Linda Krawecke Pickersgill was appalled by the campaign and determined to do
something about it. With then-husband Greg, she put together a petition that
spelled out what was happening and the importance of taking a stand against it.
"It is vital that we make our voices heard even though our votes may now
seem to count for nothing", read the petition, "... we must register
our protests with the TAFF administration over the way our vote is being
disregarded". The petition argued its case eloquently enough, but it was
reading the copy of the 'Martha Beck for TAFF' flyer attached to it that
convinced many to sign. "If the majority of British TAFF voters protest the
use of British TAFF funds to support candidates who have no contact or interest
in British fandom", concluded the petition, "there will be a mandate
for the freezing of such funds until a more acceptable solution is reached".

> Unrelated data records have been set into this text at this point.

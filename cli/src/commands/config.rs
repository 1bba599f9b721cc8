// Copyright (c) 2026 100monkeys.ai
// SPDX-License-Identifier: AGPL-3.0

//! Configuration management commands
//!
//! Commands: show, validate, generate

use anyhow::{Context, Result};
use clap::Subcommand;
use colored::Colorize;
use std::path::{Path, PathBuf};

use ctxguard_core::domain::service_config::{AccessControlConfig, RuleSource, CONFIG_PATH_ENV};

const MINIMAL_TEMPLATE: &str = include_str!("../../templates/config-minimal.yaml");
const EXAMPLES_TEMPLATE: &str = include_str!("../../templates/config-with-examples.yaml");

#[derive(Subcommand)]
pub enum ConfigCommand {
    /// Show current configuration
    Show {
        /// Show config file paths checked
        #[arg(long)]
        paths: bool,

        /// Print the effective configuration as YAML
        #[arg(long)]
        yaml: bool,
    },

    /// Validate configuration file
    Validate {
        /// Path to config file (default: discover)
        #[arg(value_name = "FILE")]
        file: Option<PathBuf>,
    },

    /// Generate sample configuration
    Generate {
        /// Output path (default: ./ctxguard-config.yaml)
        #[arg(short, long, default_value = "./ctxguard-config.yaml")]
        output: PathBuf,

        /// Include a stream, a context domain and a policy binding
        #[arg(long)]
        examples: bool,
    },
}

pub async fn handle_command(command: ConfigCommand, config_override: Option<PathBuf>) -> Result<()> {
    match command {
        ConfigCommand::Show { paths, yaml } => show(config_override, paths, yaml).await,
        ConfigCommand::Validate { file } => validate(file.or(config_override)).await,
        ConfigCommand::Generate { output, examples } => generate(&output, examples).await,
    }
}

async fn show(config_override: Option<PathBuf>, show_paths: bool, as_yaml: bool) -> Result<()> {
    let config = AccessControlConfig::load_or_default(config_override.clone())
        .context("Failed to load configuration")?;

    if show_paths {
        println!("{}", "Configuration discovery paths:".bold());
        if let Some(path) = &config_override {
            println!("  1. --config flag: {}", path.display());
        } else {
            println!("  1. --config flag: {}", "(not set)".dimmed());
        }
        println!(
            "  2. {}: {}",
            CONFIG_PATH_ENV,
            std::env::var(CONFIG_PATH_ENV)
                .unwrap_or_else(|_| "(not set)".to_string())
                .dimmed()
        );
        println!("  3. ./ctxguard-config.yaml");
        println!("  4. ~/.ctxguard/config.yaml");
        println!("  5. /etc/ctxguard/config.yaml");
        println!();
    }

    if as_yaml {
        print!("{}", serde_yaml::to_string(&config).context("Failed to render configuration")?);
        return Ok(());
    }

    println!("{}", "Current configuration:".bold());
    println!();

    let service = &config.spec.service;
    println!("{}", "Service:".bold());
    println!("  Name: {}", config.metadata.name);
    println!("  Base URI: {}", service.base_uri);
    println!("  Bus timeout: {}ms", service.bus_timeout_ms);
    println!(
        "  Artifact runtime: {}",
        service.artifact_runtime_url.as_deref().unwrap_or("(none)")
    );
    println!();

    let ctx = &config.spec.context_management;
    println!("{}", "Context management:".bold());
    println!("  Enabled: {}", ctx.enabled);
    println!("  Missing shapes: {}", if ctx.fail_closed_on_missing_shapes { "deny" } else { "allow" });
    println!("  Static context: {}", ctx.static_context.as_deref().unwrap_or("(none)"));
    println!("  Profiled context: {}", ctx.profiled_context.as_deref().unwrap_or("(none)"));
    println!("  Streams: {}", ctx.context_streams.len());
    for stream in &ctx.context_streams {
        println!("    {}", stream.stream_uri.bold());
        if let Some(hub) = &stream.hub_url {
            println!("      Hub: {}", hub);
        }
        if let Some(generator) = &stream.generator {
            println!("      Generator: {} every {}ms", generator.kind, generator.interval_ms);
        }
    }
    println!("  Domains: {}", ctx.context_domains.len());
    for domain in &ctx.context_domains {
        println!("    {}", domain.domain_uri.bold());
        println!("      Streams: {}", domain.streams.join(", "));
        for rule in &domain.membership_rules {
            match rule {
                RuleSource::Path(path) => println!("      Rule file: {}", path),
                RuleSource::Inline(def) => println!("      Rule: {} (inline)", def.id),
            }
        }
    }
    println!();

    println!("{}", "Policies:".bold());
    for binding in &config.spec.policies {
        let resource = binding
            .resource_iri(&service.base_uri)
            .unwrap_or_else(|| "(unresolved)".to_string());
        println!("  {} → {}", resource, binding.document);
    }
    println!();

    Ok(())
}

async fn validate(config_path: Option<PathBuf>) -> Result<()> {
    println!("Validating configuration...");

    let config = AccessControlConfig::load_or_default(config_path).context("Failed to load configuration")?;

    config.validate().context("Configuration validation failed")?;

    println!("{}", "✓ Configuration is valid".green());

    Ok(())
}

async fn generate(output: &Path, with_examples: bool) -> Result<()> {
    let sample = if with_examples { EXAMPLES_TEMPLATE } else { MINIMAL_TEMPLATE };

    std::fs::write(output, sample).with_context(|| format!("Failed to write config to {:?}", output))?;

    println!("{}", format!("✓ Configuration generated: {}", output.display()).green());

    Ok(())
}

Such was the offense the Beck campaign had caused that copies of the petition
rolled in from all parts of the UK, the signatories including most of the
best-known fans of the day ... and 57% of those who had voted in the TAFF race
over here. What with feelings running so high, and all the talk of withdrawing
from TAFF and setting up an alternative fund, it was beginning to look as if
TAFF couldn't survive a Beck victory. As TAFF administrator, I was faced with a
serious quandary. I hadn't been elected to preside over the dissolution of the
fund, the destruction of a worthy cause that had endured more than three
decades, but could the wishes of a British fandom that had so unequivocally
stated its position in this matter be ignored? Whoever won, this was going to be
the most crucial race in TAFF's history.
The voting deadline was midnight on 31st December 1984, and the next day the
votes were tallied. The final count said it all. In North America, Martha Beck
received 183 votes and the Nielsen Haydens 144, while over here the figures were
6 and 117 respectively, which meant the Nielsen Haydens defeated Beck by 261
votes to 189 (both the largest TAFF vote in the UK ever, and the largest
overall). It also spelt an end to the feud as far as most of the antagonists
were concerned. However, that one half of TAFF thought it was possible to be
disenfranchised by a group in the other, and that such acrimony could be
generated by something intended to improve the links of friendship between our
two fandoms, showed that the TAFF rules were in serious need of another
overhaul. Ironically, I'd seen the danger of something like this happening and
had proposed a couple of changes shortly after assuming office. Unfortunately,
Avedon vetoed these because Bergeron had just begun his attacks on her and she
thought that any tinkering with the rules at that point would have just given
him another excuse to pillory her. I'd proposed introducing a requirement that
in order to win a candidate must secure 25% of the vote in the host country, and
was in favour of dropping the write-in vote option, an American electoral
tradition rather than a British one which, in the context of TAFF, had always
seemed merely a way of avoiding the nomination requirements. Both Avedon and the
Nielsen Haydens thought the latter would be too difficult to sell to US fandom
but a version of the former, modified to the requirement that a winning
candidate must secure 20% of the vote on both sides of the Atlantic, was
accepted. This proposal was incorporated into the TAFF rules after being
ratified at a meeting of current administrators, previous administrators, and
founding fathers of TAFF that took place in Leeds at the 1985 Eastercon, the UK
National Convention. Greg Pickersgill won the next UK to US race (defeating
Judith Hanna and Simon Ounsley) and he too suffered attacks from certain US fans
both during and after the race. The pretext usually given for these attacks was
that he had written a piece in 1981 in STOP BREAKING DOWN #7 criticising the
contemporary state of TAFF. However, since most of the attacks came from those
he'd opposed by helping to organise the protest petition during the 1985 race,
people thoroughly discredited in the eyes of most British fans, they were
largely ignored over here. And so the TAFF Wars came, finally, to an end.